All ETDs from UAB

Advisory Committee Chair

Gary Cutter

Advisory Committee Members

Christopher Coffey

Leslie McClure

Jenifer Voeks

Khurram Bashir

Document Type

Dissertation

Date of Award

2008

Degree Name by School

Doctor of Philosophy (PhD) School of Public Health

Abstract

Phase III trials often have both efficacy and safety outcomes. Sometimes the safety outcomes are closely associated with the efficacy outcomes. We sought to find a statistical method to treat both efficacy and safety outcomes as bivariate primary outcomes and set up stopping rules at interim stages based on the following criteria: (1) greater safety; (2) greater efficacy; (3) futility. We first examined the internal pilot design to adjust sample size for clinical trials with a bivariate response (efficacy and safety). Three nuisance parameters (two variances and correlation) need to be considered when doing sample size recalculation for the internal pilot design. We adopted Cook & Farewell’s method to test the joint hypothesis with bivariate outcomes and incorporated it into the schema of internal pilot designs.
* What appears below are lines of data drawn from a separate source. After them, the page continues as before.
//! Cross-module properties of the closed-form trajectories.

use pendular::model;
use pendular::prelude::*;

fn reference_params() -> PendulumParameters {
    PendulumParameters {
        rod_mass: 1.0,
        sphere_mass: 0.5,
        rod_length: 1.0,
        sphere_radius: 0.1,
        gravity: 9.81,
    }
}

// P1: solve_free round-trips the initial conditions through
// amplitude/phase and back.
#[test]
fn free_trajectory_round_trips_initial_conditions() {
    let params = reference_params();
    for theta0 in [-0.5, -0.1, 0.2, 0.8] {
        for theta_dot0 in [-1.0, 0.0, 0.3, 2.0] {
            if theta0 == 0.0 && theta_dot0 == 0.0 {
                continue; // degenerate A = 0, documented limitation
            }
            let ic = InitialConditions { theta0, theta_dot0 };
            let solution = solve_free(&params, &ic).unwrap();
            let at_zero = solution.trajectory.evaluate(0.0);
            assert!(
                (at_zero.theta - theta0).abs() < 1e-9,
                "theta0={theta0}, theta_dot0={theta_dot0}: theta(0)={}",
                at_zero.theta
            );
            assert!(
                (at_zero.theta_dot - theta_dot0).abs() < 1e-9,
                "theta0={theta0}, theta_dot0={theta_dot0}: theta_dot(0)={}",
                at_zero.theta_dot
            );
        }
    }
}

// P2: regime classification is a total, non-overlapping partition.
#[test]
fn regime_partition_is_total_and_exclusive() {
    let omega0 = 3.31;
    for step in 0..1000 {
        let gamma = f64::from(step) * 0.01;
        let regime = MotionRegime::classify(gamma, omega0);
        let hits = [
            MotionRegime::Underdamped,
            MotionRegime::Overdamped,
            MotionRegime::CriticallyDamped,
        ]
        .iter()
        .filter(|&&candidate| candidate == regime)
        .count();
        assert_eq!(hits, 1, "gamma={gamma}");
    }
    // The boundary itself.
    assert_eq!(
        MotionRegime::classify(omega0, omega0),
        MotionRegime::CriticallyDamped
    );
}

// P3: the underdamped envelope bound |theta(t2)| <= |theta(t1)|·e^(-gamma·(t2-t1))
// holds whenever t1 sits on the envelope (peaks), and the trajectory never
// escapes A·e^(-gamma·t).
#[test]
fn underdamped_envelope_strictly_decays() {
    let solution = solve_damped(
        &reference_params(),
        &InitialConditions {
            theta0: 0.4,
            theta_dot0: 0.0,
        },
        &DampingParameters { coefficient: 0.8 },
    )
    .unwrap();
    assert_eq!(solution.regime, MotionRegime::Underdamped);
    let amplitude = solution.amplitude().unwrap();
    let gamma = solution.gamma;

    let mut previous_bound = f64::INFINITY;
    for step in 0..500 {
        let t = f64::from(step) * 0.02;
        let theta = solution.trajectory.evaluate(t).theta;
        let bound = amplitude * (-gamma * t).exp();
        assert!(theta.abs() <= bound + 1e-12, "t={t}");
        assert!(bound < previous_bound || step == 0);
        previous_bound = bound;
    }
}

// P4: non-oscillatory regimes change sign at most once.
#[test]
fn overdamped_and_critical_never_oscillate() {
    let params = reference_params();
    let cases = [
        // (theta0, theta_dot0, b): overdamped, including a velocity kick
        // through zero.
        (0.3, 0.0, 50.0),
        (0.3, -5.0, 50.0),
        (-0.2, 1.0, 80.0),
    ];
    for (theta0, theta_dot0, coefficient) in cases {
        let solution = solve_damped(
            &params,
            &InitialConditions { theta0, theta_dot0 },
            &DampingParameters { coefficient },
        )
        .unwrap();
        assert!(!solution.regime.is_oscillatory());

        let mut sign_changes = 0;
        let mut prev = solution.trajectory.evaluate(0.0).theta;
        for step in 1..2000 {
            let theta = solution.trajectory.evaluate(f64::from(step) * 0.01).theta;
            if theta * prev < 0.0 {
                sign_changes += 1;
            }
            prev = theta;
        }
        assert!(
            sign_changes <= 1,
            "theta0={theta0}, theta_dot0={theta_dot0}, b={coefficient}: {sign_changes} sign changes"
        );
    }

    // Critically damped with a velocity kick toward zero.
    let critical_params = PendulumParameters {
        rod_mass: 0.0,
        sphere_mass: 2.0,
        rod_length: 1.0,
        sphere_radius: 0.0,
        gravity: 9.81,
    };
    let inertia = model::moment_of_inertia(&critical_params).unwrap();
    let omega0 = model::natural_frequency(&critical_params).unwrap();
    let solution = solve_damped(
        &critical_params,
        &InitialConditions {
            theta0: 0.3,
            theta_dot0: -2.0,
        },
        &DampingParameters {
            coefficient: 2.0 * inertia * omega0,
        },
    )
    .unwrap();
    assert_eq!(solution.regime, MotionRegime::CriticallyDamped);

    let mut sign_changes = 0;
    let mut prev = solution.trajectory.evaluate(0.0).theta;
    for step in 1..2000 {
        let theta = solution.trajectory.evaluate(f64::from(step) * 0.01).theta;
        if theta * prev < 0.0 {
            sign_changes += 1;
        }
        prev = theta;
    }
    assert!(sign_changes <= 1, "critical: {sign_changes} sign changes");
}

// P5: the concrete reference scenario.
#[test]
fn reference_scenario_amplitude_and_phase() {
    let params = reference_params();

    let inertia = model::moment_of_inertia(&params).unwrap();
    assert!((inertia - (1.0 / 3.0 + 0.605 + 0.002)).abs() < 1e-12);

    let omega0 = model::natural_frequency(&params).unwrap();
    assert!((omega0 * omega0 * inertia - 1.05 * 9.81).abs() < 1e-9);

    let solution = solve_free(
        &params,
        &InitialConditions {
            theta0: 0.3,
            theta_dot0: 0.0,
        },
    )
    .unwrap();
    assert!((solution.amplitude - 0.3).abs() < 1e-12);
    // atan2(-0, 1) = -0: no 2π correction applied, phase is exactly zero.
    assert!(solution.phase.abs() < 1e-12);
    assert!((solution.omega0 - omega0).abs() < f64::EPSILON);
}

// P6: exact critical damping boundary, constructed so gamma == omega0
// holds bit-for-bit (inertia a power of two makes b/(2I) exact).
#[test]
fn critical_damping_boundary_selects_critical() {
    let params = PendulumParameters {
        rod_mass: 0.0,
        sphere_mass: 2.0,
        rod_length: 1.0,
        sphere_radius: 0.0,
        gravity: 9.81,
    };
    let inertia = model::moment_of_inertia(&params).unwrap();
    let omega0 = model::natural_frequency(&params).unwrap();
    let coefficient = 2.0 * inertia * omega0;

    let solution = solve_damped(
        &params,
        &InitialConditions {
            theta0: 0.3,
            theta_dot0: 0.0,
        },
        &DampingParameters { coefficient },
    )
    .unwrap();
    assert_eq!(solution.regime, MotionRegime::CriticallyDamped);

    // The selection is strict equality: one ulp more damping tips it over.
    let nudged = f64::from_bits(coefficient.to_bits() + 8);
    let over = solve_damped(
        &params,
        &InitialConditions {
            theta0: 0.3,
            theta_dot0: 0.0,
        },
        &DampingParameters { coefficient: nudged },
    )
    .unwrap();
    assert_eq!(over.regime, MotionRegime::Overdamped);
}

// P7: resonance boundary cases.
#[test]
fn resonance_boundaries() {
    use pendular::resonance::is_resonant;

    let omega0 = 3.0;
    assert!(is_resonant(omega0, omega0).unwrap());
    // Exactly 50% off must not be resonant.
    assert!(!is_resonant(omega0, omega0 * 1.5).unwrap());
    assert!(!is_resonant(omega0, omega0 * 0.5).unwrap());
}

// P8: zero driving force gives an identically zero steady state for any
// detuned frequency.
#[test]
fn forced_zero_amplitude_is_identically_zero() {
    let params = reference_params();
    let omega0 = model::natural_frequency(&params).unwrap();
    for omega_f in [0.5, omega0 * 0.7, omega0 * 1.3, 10.0] {
        let solution = solve_forced(
            &params,
            &DampingParameters { coefficient: 0.4 },
            &ForcingParameters {
                amplitude: 0.0,
                frequency: omega_f,
            },
        )
        .unwrap();
        assert_eq!(solution.amplitude, 0.0);
        for step in 0..100 {
            let sample = solution.trajectory.evaluate(f64::from(step) * 0.1);
            assert_eq!(sample.theta, 0.0, "omega_f={omega_f}");
        }
    }
}

// P9: evaluate is a pure function of t — arbitrary, repeated, and
// non-monotonic call orders agree.
#[test]
fn evaluate_is_idempotent_over_call_order() {
    let solution = solve_damped(
        &reference_params(),
        &InitialConditions {
            theta0: 0.3,
            theta_dot0: 0.2,
        },
        &DampingParameters { coefficient: 0.5 },
    )
    .unwrap();

    let forward: Vec<PendulumSample> = (0..50)
        .map(|step| solution.trajectory.evaluate(f64::from(step) * 0.1))
        .collect();
    let backward: Vec<PendulumSample> = (0..50)
        .rev()
        .map(|step| solution.trajectory.evaluate(f64::from(step) * 0.1))
        .collect();
    for (a, b) in forward.iter().zip(backward.iter().rev()) {
        assert_eq!(a, b);
    }
}
use super::definition::{FlowDefinition, Stage};
use crate::error::VersionError;
use crate::validator;
use chrono::{DateTime, Utc};
use serde::{Deserialize, Serialize};
use std::fmt;
use std::str::FromStr;
use uuid::Uuid;

/// A parsed `major.minor.patch` version string.
#[derive(Debug, Clone, Copy, PartialEq, Eq, PartialOrd, Ord, Hash)]
pub struct SemVer {
    pub major: u64,
    pub minor: u64,
    pub patch: u64,
}

impl SemVer {
    pub fn bump_patch(self) -> Self {
        Self {
            patch: self.patch + 1,
            ..self
        }
    }

    pub fn bump_minor(self) -> Self {
        Self {
            minor: self.minor + 1,
            patch: 0,
            ..self
        }
    }

    pub fn bump_major(self) -> Self {
        Self {
            major: self.major + 1,
            minor: 0,
            patch: 0,
        }
    }
}

impl FromStr for SemVer {
    type Err = VersionError;

    fn from_str(s: &str) -> Result<Self, Self::Err> {
        let invalid = || VersionError::InvalidVersion(s.to_string());
        let mut parts = s.split('.');
        let mut next = || -> Result<u64, VersionError> {
            let part = parts.next().ok_or_else(invalid)?;
            if part.is_empty() || !part.bytes().all(|b| b.is_ascii_digit()) {
                return Err(invalid());
            }
            part.parse().map_err(|_| invalid())
        };
        let version = SemVer {
            major: next()?,
            minor: next()?,
            patch: next()?,
        };
        if parts.next().is_some() {
            return Err(invalid());
        }
        Ok(version)
    }
}

impl fmt::Display for SemVer {
    fn fmt(&self, f: &mut fmt::Formatter<'_>) -> fmt::Result {
        write!(f, "{}.{}.{}", self.major, self.minor, self.patch)
    }
}

/// An immutable snapshot of a flow definition's fields.
#[derive(Debug, Clone, PartialEq, Serialize, Deserialize)]
#[serde(rename_all = "camelCase")]
pub struct FlowVersion {
    pub id: String,
    pub flow_id: String,
    pub version: String,
    pub name: String,
    pub description: String,
    pub stages: Vec<Stage>,
    pub created_at: DateTime<Utc>,
    pub is_active: bool,
}

impl FlowVersion {
    fn snapshot(definition: &FlowDefinition, created_at: DateTime<Utc>) -> Self {
        Self {
            id: Uuid::new_v4().to_string(),
            flow_id: definition.id.clone(),
            version: definition.version.clone(),
            name: definition.name.clone(),
            description: definition.description.clone(),
            stages: definition.stages.clone(),
            created_at,
            is_active: false,
        }
    }

    /// Rebuilds the definition this snapshot was taken from.
    pub fn to_definition(&self) -> FlowDefinition {
        FlowDefinition {
            id: self.flow_id.clone(),
            name: self.name.clone(),
            description: self.description.clone(),
            version: self.version.clone(),
            stages: self.stages.clone(),
        }
    }
}

/// A live flow definition together with its version history.
///
/// Exactly one version is active once anything has been published. Both
/// `publish` and `restore` flip the active flag through a single `&mut self`
/// call, so no caller can observe two active versions (or none) in between.
#[derive(Debug, Clone, PartialEq, Serialize, Deserialize)]
#[serde(rename_all = "camelCase")]
pub struct VersionedFlow {
    pub definition: FlowDefinition,
    pub versions: Vec<FlowVersion>,
    pub active_version_id: Option<String>,
}

impl VersionedFlow {
    /// Validates `definition` and publishes it as the first, active version.
    pub fn create(definition: FlowDefinition) -> Result<Self, VersionError> {
        let mut flow = Self {
            definition: definition.clone(),
            versions: Vec::new(),
            active_version_id: None,
        };
        flow.publish(definition)?;
        Ok(flow)
    }

    /// Replaces the live definition and records a new active snapshot of it.
    pub fn publish(&mut self, definition: FlowDefinition) -> Result<&FlowVersion, VersionError> {
        self.publish_at(definition, Utc::now())
    }

    pub fn publish_at(
        &mut self,
        definition: FlowDefinition,
        at: DateTime<Utc>,
    ) -> Result<&FlowVersion, VersionError> {
        validator::check(&definition)?;

        let mut version = FlowVersion::snapshot(&definition, at);
        version.is_active = true;
        let id = version.id.clone();

        for existing in &mut self.versions {
            existing.is_active = false;
        }
        self.definition = definition;
        self.active_version_id = Some(id.clone());
        self.versions.push(version);

        tracing::debug!(flow_id = %self.definition.id, version_id = %id, "published flow version");
        self.version(&id).ok_or(VersionError::VersionNotFound(id))
    }

    /// Copies the fields of `version_id` back onto the live definition and marks it
    /// active. Restoring the version that is already active changes nothing.
    pub fn restore(&mut self, version_id: &str) -> Result<&FlowDefinition, VersionError> {
        let snapshot = self
            .version(version_id)
            .ok_or_else(|| VersionError::VersionNotFound(version_id.to_string()))?
            .to_definition();

        for version in &mut self.versions {
            version.is_active = version.id == version_id;
        }
        self.definition = snapshot;
        self.active_version_id = Some(version_id.to_string());

        tracing::debug!(flow_id = %self.definition.id, version_id, "restored flow version");
        Ok(&self.definition)
    }

    pub fn version(&self, version_id: &str) -> Option<&FlowVersion> {
        self.versions.iter().find(|v| v.id == version_id)
    }

    pub fn active_version(&self) -> Option<&FlowVersion> {
        self.active_version_id
            .as_deref()
            .and_then(|id| self.version(id))
    }

    /// The highest semantic version published so far.
    pub fn latest_semver(&self) -> Option<SemVer> {
        self.versions
            .iter()
            .filter_map(|v| v.version.parse::<SemVer>().ok())
            .max()
    }
}
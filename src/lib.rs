//! # Shonin - Approval Flow Engine
//!
//! **Shonin** drives multi-stage approval requests whose routing is described by a
//! declarative, versioned graph of stages and conditional transitions instead of
//! hard-coded control flow. The engine is pure: it consumes plain data, returns plain
//! data and typed errors, and never performs I/O.
//!
//! ## Core Workflow
//!
//! 1.  **Define a flow**: Build a `FlowDefinition` in code or load it from JSON with
//!     `FlowDefinition::from_json`.
//! 2.  **Validate and publish**: `VersionedFlow::create` checks the definition's structure
//!     and records it as the active version.
//! 3.  **Start an approval**: `ApprovalInstance::start` binds a new request to the active
//!     version, in the flow's first stage.
//! 4.  **Act**: `FlowEngine::resolve` picks the transition for an action (by name, or by
//!     evaluating conditions against an `EvaluationContext`), and
//!     `ApprovalInstance::apply_transition` commits it.
//!
//! ## Quick Start
//!
//! ```rust,no_run
//! use shonin::prelude::*;
//! use serde_json::json;
//!
//! fn main() -> Result<()> {
//!     let definition = FlowDefinition::new(
//!         "purchase",
//!         "Purchase approval",
//!         vec![
//!             Stage::new("review", "Manager review", Status::InProcess)
//!                 .with_transition(
//!                     Transition::to("escalated").with_condition(
//!                         Condition::new("amount", Operator::GreaterThan, 10000).into(),
//!                     ),
//!                 )
//!                 .with_transition(Transition::to(Status::Approved).as_default()),
//!             Stage::new("director", "Director review", "escalated")
//!                 .with_transition(Transition::to(Status::Approved).with_label("approve"))
//!                 .with_transition(Transition::to(Status::Reject).with_label("reject")),
//!             Stage::new("done", "Approved", Status::Approved),
//!             Stage::new("rejected", "Rejected", Status::Reject),
//!         ],
//!     );
//!
//!     let flow = VersionedFlow::create(definition)?;
//!     let engine = FlowEngine::builder().default_max_iterations(3).build();
//!
//!     let mut approval = ApprovalInstance::start("req-1", &flow)?;
//!     let context = EvaluationContext::for_approval(&approval, json!({ "amount": 15000 }));
//!
//!     let resolved = engine.resolve(&flow.definition, &approval, &Action::Auto, &context)?;
//!     approval = engine.apply_transition(&approval, &resolved, "alice", None)?;
//!     println!("-> Now at stage {:?} ({})", approval.current_stage_id, approval.status);
//!
//!     let context = EvaluationContext::for_approval(&approval, json!({ "amount": 15000 }));
//!     engine.apply_action(
//!         &mut approval,
//!         &flow.definition,
//!         &Action::named("approve"),
//!         &context,
//!         "bob",
//!         Some("Within budget"),
//!     )?;
//!     assert_eq!(approval.status, Status::Approved);
//!     Ok(())
//! }
//! ```

pub mod approval;
pub mod condition;
pub mod engine;
pub mod error;
pub mod flow;
pub mod path;
pub mod prelude;
pub mod resolver;
pub mod trace;
pub mod validator;
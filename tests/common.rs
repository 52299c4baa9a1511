//! Common test utilities for building flow definitions, approvals and contexts.
use serde_json::json;
use shonin::prelude::*;

/// The scenario flow from the docs, written as a hand-authored JSON document.
#[allow(dead_code)]
pub const TWO_STAGE_FLOW_JSON: &str = r#"{
    "id": "two-stage",
    "name": "Two stage flow",
    "version": "1.0.0",
    "stages": [
        {
            "id": "start",
            "name": "Start",
            "description": "Initial review",
            "status": "in_process",
            "transitions": [{ "to": "approved", "isDefault": true }]
        },
        {
            "id": "done",
            "name": "Done",
            "description": "Approved",
            "status": "approved",
            "transitions": []
        }
    ]
}"#;

/// Purchase approval.
///
/// `review` escalates to `director` when `amount > 10000`, otherwise approves by
/// default. The director can approve, reject, or return the request to review.
#[allow(dead_code)]
pub fn purchase_flow() -> FlowDefinition {
    FlowDefinition::new(
        "purchase",
        "Purchase approval",
        vec![
            Stage::new("review", "Manager review", Status::InProcess)
                .with_actor(Actor::Role("manager".to_string()))
                .with_transition(
                    Transition::to("escalated")
                        .with_target_stage("director")
                        .with_label("escalate")
                        .with_condition(
                            Condition::new("amount", Operator::GreaterThan, 10000).into(),
                        ),
                )
                .with_transition(Transition::to(Status::Approved).as_default()),
            Stage::new("director", "Director review", "escalated")
                .with_actor(Actor::Role("director".to_string()))
                .with_transition(Transition::to(Status::Approved).with_label("approve"))
                .with_transition(Transition::to(Status::Reject).with_label("reject"))
                .with_transition(
                    Transition::to(Status::InProcess)
                        .with_target_stage("review")
                        .with_label("return"),
                ),
            Stage::new("done", "Approved", Status::Approved),
            Stage::new("rejected", "Rejected", Status::Reject),
        ],
    )
}

/// A draft/review loop: the reviewer can send the request back to `draft`.
///
/// `draft_limit` becomes the draft stage's `maxIterations`.
#[allow(dead_code)]
pub fn review_loop_flow(draft_limit: Option<u32>) -> FlowDefinition {
    let mut draft = Stage::new("draft", "Draft", Status::InProcess).with_transition(
        Transition::to("under_review")
            .with_target_stage("review")
            .with_label("submit"),
    );
    draft.max_iterations = draft_limit;

    FlowDefinition::new(
        "loop",
        "Review loop",
        vec![
            draft,
            Stage::new("review", "Review", "under_review")
                .with_transition(
                    Transition::to(Status::InProcess)
                        .with_target_stage("draft")
                        .with_label("return"),
                )
                .with_transition(Transition::to(Status::Approved).with_label("approve")),
            Stage::new("done", "Done", Status::Approved),
        ],
    )
}

/// `amount > 10000` wrapped in `depth` alternating AND/OR groups.
#[allow(dead_code)]
pub fn nested_condition(depth: usize) -> ConditionNode {
    let mut node = ConditionNode::from(Condition::new("amount", Operator::GreaterThan, 10000));
    for level in 0..depth {
        node = if level % 2 == 0 {
            ConditionNode::and(vec![node])
        } else {
            ConditionNode::or(vec![node])
        };
    }
    node
}

/// A flow whose entry stage approves only through a `depth`-deep condition tree.
#[allow(dead_code)]
pub fn nested_condition_flow(depth: usize) -> FlowDefinition {
    FlowDefinition::new(
        "nested",
        "Nested conditions",
        vec![
            Stage::new("start", "Start", Status::InProcess)
                .with_transition(
                    Transition::to(Status::Approved).with_condition(nested_condition(depth)),
                )
                .with_transition(Transition::to(Status::Reject).as_default()),
            Stage::new("done", "Done", Status::Approved),
            Stage::new("rejected", "Rejected", Status::Reject),
        ],
    )
}

/// `{ amount: 15000, riskLevel: "high" }` as the resource.
#[allow(dead_code)]
pub fn high_value_context() -> EvaluationContext {
    EvaluationContext::new(json!({ "amount": 15000, "riskLevel": "high" }))
}

#[allow(dead_code)]
pub fn low_value_context() -> EvaluationContext {
    EvaluationContext::new(json!({ "amount": 500, "riskLevel": "low" }))
}

/// Starts `req-1` in the entry stage of `definition`.
#[allow(dead_code)]
pub fn start_approval(definition: &FlowDefinition) -> ApprovalInstance {
    ApprovalInstance::new("req-1", definition).expect("Failed to start approval")
}

/// Resolves `action` and commits it, panicking on any error.
#[allow(dead_code)]
pub fn advance(
    engine: &FlowEngine,
    definition: &FlowDefinition,
    approval: &ApprovalInstance,
    action: &Action,
    context: &EvaluationContext,
) -> ApprovalInstance {
    let resolved = engine
        .resolve(definition, approval, action, context)
        .expect("Failed to resolve transition");
    engine
        .apply_transition(approval, &resolved, "tester", None)
        .expect("Failed to commit transition")
}
mod formatter;

pub use formatter::TraceFormatter;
We performed simulations for fixed sample designs and unrestricted and restricted internal pilot designs. The results show the correlation has minimal effect on power, Type I error and sample size. We also show that inaccurate estimation of variances almost has the same effect on power and Type I error as in the univariate case. We also extended Cook & Farewell’s method to monitor efficacy, safety and futility simultaneously in interim analyses by adding the conditional power approach into the bivariate group sequential tests. The simulation results show an improved power while maintaining the overall Type I error rate. Finally, we applied this method in the trial of early-inhaled nitric oxide (NO) therapy in term and near-term infants with iii respiratory failure. We varied the analytical conditions such as the time of doing interim analysis, the weight of efficacy analysis and the type of α spending function. We found that when our method is used, the NO trial should be stopped for futility at the interim stage after more than 50% of primary outcomes are available. This result is the same as the actual result from the original NO trial analysis. We conclude that this method can provide a statistical guideline for the early stopping of a trial due to efficacy, safety and futility.